The first video on Video Vibrations was Prince's "When Doves Cry". In the beginning, due to a limited supply of videos from black artists, popular mainstream white artists with crossover appeal were also featured in the lineup. As the supply of videos from black artists expanded, so did BET's position as an influential voice of the music industry.

==Hosts==
The show was hosted by a VJ speaking offscreen. All three hosts were prominent in radio as well.
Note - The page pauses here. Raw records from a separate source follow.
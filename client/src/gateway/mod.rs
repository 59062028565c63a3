//! Contract gateway: the five logical operations of the vesting contract.
//!
//! The gateway converts human-readable amounts to base units, encodes calls,
//! hands them to a [`Transport`] and decodes whatever comes back into named
//! records. State-changing operations return once the transaction is
//! included; refreshing any cached view afterwards is up to the caller.
use alloy::{
    primitives::{Address, Bytes, U256},
    sol_types::{SolCall, SolValue},
};

use crate::{
    error::{Error, Result},
    stream::{parse_address, StreamId, Token, VestingStream},
    units::{Amount, NATIVE_DECIMALS},
};

pub mod abi;
mod transport;

pub use abi::TokenVesting;
pub use transport::{Confirmation, RpcTransport, Transport, USER_REJECTED_CODE};

use abi::{STREAM_DETAILS_ARITY, WORD_BYTES};

/// Validated arguments of a `createStream` call.
#[derive(Clone, Debug, PartialEq, Eq)]
pub struct CreateStream {
    /// Account the tokens vest to.
    pub recipient: Address,
    /// Asset paid out.
    pub token: Token,
    /// Total amount in base units.
    pub total_amount: Amount,
    /// Vesting start, Unix seconds.
    pub start_time: u64,
    /// Seconds after `start_time` before anything can be claimed.
    pub cliff_duration: u64,
    /// Seconds over which the amount vests, from the end of the cliff.
    pub stream_duration: u64,
}

impl CreateStream {
    /// Shapes a `createStream` request from user input.
    ///
    /// When `is_native` is set the stream pays out the native currency and
    /// `token_address` is ignored.
    ///
    /// # Errors
    ///
    /// * [`Error::InvalidInput`] - If an address or the amount is malformed,
    ///   or `stream_duration` is zero.
    pub fn new(
        recipient: &str,
        token_address: &str,
        total_amount: &str,
        start_time: u64,
        cliff_duration: u64,
        stream_duration: u64,
        is_native: bool,
    ) -> Result<Self> {
        let recipient = parse_address("recipient", recipient)?;
        let token = if is_native {
            Token::Native
        } else {
            Token::from(parse_address("token address", token_address)?)
        };
        let total_amount = Amount::parse(total_amount, NATIVE_DECIMALS)?;
        if stream_duration == 0 {
            return Err(Error::invalid_input(
                "stream duration must be at least one second",
            ));
        }

        Ok(Self {
            recipient,
            token,
            total_amount,
            start_time,
            cliff_duration,
            stream_duration,
        })
    }

    /// Calldata for this request.
    #[must_use]
    pub fn call(&self) -> TokenVesting::createStreamCall {
        TokenVesting::createStreamCall {
            recipient: self.recipient,
            tokenAddress: self.token.address(),
            totalAmount: self.total_amount.raw(),
            startTime: U256::from(self.start_time),
            cliffDuration: U256::from(self.cliff_duration),
            streamDuration: U256::from(self.stream_duration),
        }
    }

    /// Wei attached to the call: the whole amount for a native stream, zero
    /// for an ERC-20 stream.
    #[must_use]
    pub fn value(&self) -> U256 {
        match self.token {
            Token::Native => self.total_amount.raw(),
            Token::Erc20(_) => U256::ZERO,
        }
    }
}

/// Typed access to the vesting contract through a [`Transport`].
#[derive(Clone, Debug)]
pub struct Gateway<T> {
    transport: T,
}

impl<T: Transport> Gateway<T> {
    /// Creates a gateway over `transport`.
    pub fn new(transport: T) -> Self {
        Self { transport }
    }

    /// The underlying transport.
    pub fn transport(&self) -> &T {
        &self.transport
    }

    /// Creates a new vesting stream and waits for it to be included.
    ///
    /// # Errors
    ///
    /// See [`Transport::send`].
    pub async fn create_stream(
        &self,
        request: &CreateStream,
    ) -> Result<Confirmation> {
        tracing::debug!(
            recipient = %request.recipient,
            token = %request.token.address(),
            amount = %request.total_amount,
            "creating stream"
        );
        let confirmation =
            self.send(&request.call(), request.value()).await?;
        tracing::info!(tx_hash = %confirmation.tx_hash, "stream created");
        Ok(confirmation)
    }

    /// Claims the tokens vested so far on stream `id`.
    ///
    /// # Errors
    ///
    /// See [`Transport::send`].
    pub async fn claim_tokens(&self, id: StreamId) -> Result<Confirmation> {
        tracing::debug!(%id, "claiming tokens");
        let confirmation = self
            .send(&TokenVesting::claimTokensCall { streamId: id }, U256::ZERO)
            .await?;
        tracing::info!(%id, tx_hash = %confirmation.tx_hash, "tokens claimed");
        Ok(confirmation)
    }

    /// Cancels stream `id`. Only its creator may do so.
    ///
    /// # Errors
    ///
    /// See [`Transport::send`].
    pub async fn cancel_stream(&self, id: StreamId) -> Result<Confirmation> {
        tracing::debug!(%id, "cancelling stream");
        let confirmation = self
            .send(&TokenVesting::cancelStreamCall { streamId: id }, U256::ZERO)
            .await?;
        let tx_hash = confirmation.tx_hash;
        tracing::info!(%id, %tx_hash, "stream cancelled");
        Ok(confirmation)
    }

    /// Identifiers of every stream paying out to `recipient`, in contract
    /// order.
    ///
    /// # Errors
    ///
    /// * [`Error::CallFailed`] - On transport failure or malformed return
    ///   data.
    pub async fn recipient_streams(
        &self,
        recipient: Address,
    ) -> Result<Vec<StreamId>> {
        let data = self
            .call(&TokenVesting::getRecipientStreamsCall { recipient })
            .await?;
        Vec::<U256>::abi_decode(&data).map_err(|e| {
            Error::call_failed(format!("malformed stream id list: {e}"))
        })
    }

    /// Full record of stream `id`.
    ///
    /// # Errors
    ///
    /// * [`Error::CallFailed`] - On transport failure, or if the return data
    ///   is not exactly the nine-field stream record.
    pub async fn stream_details(&self, id: StreamId) -> Result<VestingStream> {
        let data = self
            .call(&TokenVesting::getStreamDetailsCall { streamId: id })
            .await?;
        decode_stream(id, &data)
    }

    async fn call<C: SolCall>(&self, call: &C) -> Result<Bytes> {
        self.transport.call(call.abi_encode().into()).await
    }

    async fn send<C: SolCall>(
        &self,
        call: &C,
        value: U256,
    ) -> Result<Confirmation> {
        self.transport.send(call.abi_encode().into(), value).await
    }
}

/// Decodes `getStreamDetails` return data into a named record.
///
/// # Errors
///
/// * [`Error::CallFailed`] - If `data` does not hold exactly nine ABI words,
///   a word is out of range for its field, or a time does not fit in `u64`.
pub fn decode_stream(id: StreamId, data: &[u8]) -> Result<VestingStream> {
    if data.len() != STREAM_DETAILS_ARITY * WORD_BYTES {
        return Err(Error::call_failed(format!(
            "stream #{id}: expected {STREAM_DETAILS_ARITY} fields, \
             got {} bytes",
            data.len()
        )));
    }

    let details =
        TokenVesting::getStreamDetailsCall::abi_decode_returns_validate(data)
            .map_err(|e| {
                let reason = format!("stream #{id}: malformed record: {e}");
                Error::call_failed(reason)
            })?;

    let seconds = |field: &str, value: U256| {
        u64::try_from(value).map_err(|_| {
            Error::call_failed(format!(
                "stream #{id}: {field} {value} does not fit in 64 bits"
            ))
        })
    };

    Ok(VestingStream {
        id,
        creator: details.creator,
        recipient: details.recipient,
        token_address: details.tokenAddress,
        total_amount: Amount::from_wei(details.totalAmount),
        amount_claimed: Amount::from_wei(details.amountClaimed),
        start_time: seconds("start time", details.startTime)?,
        cliff_duration: seconds("cliff duration", details.cliffDuration)?,
        stream_duration: seconds("stream duration", details.streamDuration)?,
        is_cancelled: details.isCancelled,
    })
}
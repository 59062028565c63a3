//! Conversion between human-readable decimal amounts and token base units.
use core::fmt;

use alloy::primitives::{
    utils::{format_units, parse_units},
    U256,
};

use crate::error::{Error, Result};

/// Decimal count of the native currency and of every token this client
/// knows about.
pub const NATIVE_DECIMALS: u8 = 18;

/// Parses a non-negative decimal `text` into base units of a token with
/// `decimals` fractional digits.
///
/// # Errors
///
/// * [`Error::InvalidInput`] - If `text` is empty, negative, not a plain
///   decimal number or has more fractional digits than `decimals`.
pub fn parse_amount(text: &str, decimals: u8) -> Result<U256> {
    let text = text.trim();
    if text.is_empty() {
        return Err(Error::invalid_input("amount must not be empty"));
    }
    if text.starts_with('-') {
        return Err(Error::invalid_input("amount must not be negative"));
    }

    let (int, frac) = text.split_once('.').unwrap_or((text, ""));
    let is_digits = |part: &str| part.bytes().all(|b| b.is_ascii_digit());
    let empty = int.is_empty() && frac.is_empty();
    if empty || !is_digits(int) || !is_digits(frac) {
        return Err(Error::invalid_input(format!("`{text}` is not a number")));
    }
    if frac.len() > usize::from(decimals) {
        return Err(Error::invalid_input(format!(
            "`{text}` has more than {decimals} decimal places"
        )));
    }

    let int = if int.is_empty() { "0" } else { int };
    let normalized =
        if frac.is_empty() { int.to_owned() } else { format!("{int}.{frac}") };

    parse_units(&normalized, decimals)
        .map(alloy::primitives::utils::ParseUnits::get_absolute)
        .map_err(|e| Error::invalid_input(format!("`{text}`: {e}")))
}

/// Renders `value` base units as a decimal string.
///
/// Trailing fractional zeros are dropped, but one fractional digit is always
/// kept: `10^18` renders as `"1.0"` at 18 decimals.
#[must_use]
pub fn format_amount(value: U256, decimals: u8) -> String {
    let Ok(formatted) = format_units(value, decimals) else {
        return value.to_string();
    };

    match formatted.split_once('.') {
        Some((int, frac)) => {
            let frac = frac.trim_end_matches('0');
            let frac = if frac.is_empty() { "0" } else { frac };
            format!("{int}.{frac}")
        }
        None => format!("{formatted}.0"),
    }
}

/// Parses an amount of native currency (18 decimals).
///
/// # Errors
///
/// See [`parse_amount`].
pub fn parse_ether(text: &str) -> Result<U256> {
    parse_amount(text, NATIVE_DECIMALS)
}

/// Formats an amount of native currency (18 decimals).
#[must_use]
pub fn format_ether(value: U256) -> String {
    format_amount(value, NATIVE_DECIMALS)
}

/// An amount of some token, kept in base units together with the token's
/// decimal count.
#[derive(Clone, Copy, Debug, PartialEq, Eq, PartialOrd, Ord, Hash)]
pub struct Amount {
    raw: U256,
    decimals: u8,
}

impl Amount {
    /// Wraps `raw` base units of a token with `decimals` decimals.
    #[must_use]
    pub const fn new(raw: U256, decimals: u8) -> Self {
        Self { raw, decimals }
    }

    /// Wraps `raw` base units of an 18-decimal token.
    #[must_use]
    pub const fn from_wei(raw: U256) -> Self {
        Self::new(raw, NATIVE_DECIMALS)
    }

    /// Parses a human-readable decimal.
    ///
    /// # Errors
    ///
    /// See [`parse_amount`].
    pub fn parse(text: &str, decimals: u8) -> Result<Self> {
        parse_amount(text, decimals).map(|raw| Self::new(raw, decimals))
    }

    /// Base units.
    #[must_use]
    pub const fn raw(&self) -> U256 {
        self.raw
    }

    /// Decimal count of the token.
    #[must_use]
    pub const fn decimals(&self) -> u8 {
        self.decimals
    }
}

impl fmt::Display for Amount {
    fn fmt(&self, f: &mut fmt::Formatter<'_>) -> fmt::Result {
        f.write_str(&format_amount(self.raw, self.decimals))
    }
}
- Alvin "The Unseen VJ" Jones (1984–1991), one of BET's other first VJ's, alongside Donnie Simpson.
- "Captain" Paul Porter (1991–1996).
- Lorenzo "Ice Tea" Thomas (1996–1997)

==Popular segments==
- Rap Week – a segment dedicated to hip-hop and rap. Numerous artists were interviewed as well. This was also the inspiration for Alvin Jones to create Rap City. The show went off the air in 2008.
- The Monday Music Marathon – a showcase of music videos by one artist or genre.

==Music Intros==
The program did not use a theme song or used any recorded tracks until 1991, when they used the single "Mindflux" from the British act N-Joi as their "theme song" for their intros and breaks up until they left the air in 1997.